Türkiye Cumhuriyeti'nin kurucusu Gazi Mustafa Kemal  Atatürk'e yönelik Anıtkabir'de çektiği provokasyon içerikli görüntüyü sosyal  medyadan paylaşan Safiye İnci'nin yargılanmasına başlandı.    Ankara 28 Asliye Ceza Mahkemesi'ndeki duruşmaya, tutuklu sanık İnci ve  avukatı Bülent Demir ile sanığın yakınları katıldı.

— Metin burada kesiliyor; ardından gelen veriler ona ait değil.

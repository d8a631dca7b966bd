//! # postfeed
//!
//! Assembles the feed: settings, posts, one `PostView` per post, an optional
//! event script, and the rendered page.
//!
//! Usage: `postfeed [config.toml]`

mod script;

use std::path::PathBuf;
use std::sync::Arc;

use anyhow::Context;
use configs::{LogSettings, Settings};
use pf_core::{parse_feed, Clock, SystemClock};
use pf_ui::{render_page, PostView, ViewOptions};
use tracing::{info, warn};
use tracing_subscriber::EnvFilter;

const DEMO_FEED: &str = include_str!("../feed.json");

fn init_tracing(log: &LogSettings) {
    let filter = EnvFilter::try_from_default_env().unwrap_or_else(|_| EnvFilter::new(&log.filter));
    let builder = tracing_subscriber::fmt()
        .with_env_filter(filter)
        .with_writer(std::io::stderr);
    if log.json {
        builder.json().init();
    } else {
        builder.init();
    }
}

fn main() -> anyhow::Result<()> {
    let config_path = std::env::args_os().nth(1).map(PathBuf::from);
    let settings = Settings::load(config_path.as_deref()).context("loading settings")?;
    init_tracing(&settings.log);

    let offset = settings.display_offset()?;
    let feed_json = match &settings.feed_path {
        Some(path) => std::fs::read_to_string(path)
            .with_context(|| format!("reading feed {}", path.display()))?,
        None => DEMO_FEED.to_string(),
    };
    let posts = parse_feed(&feed_json, offset)?;

    let clock: Arc<dyn Clock> = Arc::new(SystemClock);
    let options = ViewOptions {
        seed_comment: settings.seed_comment.clone(),
        required_message: settings.required_message.clone(),
        link_href: settings.link_href.clone(),
    };
    let mut views: Vec<PostView<'_>> = posts
        .iter()
        .map(|post| PostView::new(post, clock.clone(), options.clone()))
        .collect();

    if let Some(path) = &settings.events_path {
        let raw = std::fs::read_to_string(path)
            .with_context(|| format!("reading event script {}", path.display()))?;
        let steps = script::parse(&raw).context("parsing event script")?;
        let total = steps.len();
        let applied = script::replay(&mut views, steps);
        info!(applied, total, "event script replayed");
    }

    let mut rendered = Vec::with_capacity(views.len());
    for view in &views {
        match view.render_html() {
            Ok(html) => rendered.push(html),
            Err(e) => warn!(post_id = view.post().id(), error = %e, "post left out of the page"),
        }
    }
    let page = render_page(&settings.title, &rendered)?;

    match &settings.output_path {
        Some(path) => {
            std::fs::write(path, page).with_context(|| format!("writing {}", path.display()))?;
            info!(path = %path.display(), posts = rendered.len(), "feed written");
        }
        None => println!("{page}"),
    }
    Ok(())
}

Ankara Barosu avukatı Selver Seçil Aykan'ın baro adına davaya  müdahillik talebinde bulunması üzerine söz alan sanık avukatı Demir, baronun  suçtan zarar görmediğini söyledi, usül ve yasaya aykırı olduğunu öne sürdüğü  müdahillik talebinin reddini istedi.
 
Daha sonra söz verilen sanık İnci, suça konu videodaki sözleri hakaret  amacıyla söylemediğini öne sürdü.Olay günü akrabalarıyla Anıtkabir'e gittiklerini, kendisinin  istemediği halde ısrar üzerine içeri girdiğini belirten İnci, "Burada gezerken  tek başıma bulunduğum bir sırada söz konusu videoyu çektim. Bu görüntüyü gizli  olan Instagram hesabıma yükledim. Herkese açık bir hesap değil. Bu kadar  yayılabileceğini düşünmedim. Daha sonra hemen, 10 dakika içinde videoyu  kaldırdım. Pişmanım, böyle olacağını düşünmemiştim." dedi.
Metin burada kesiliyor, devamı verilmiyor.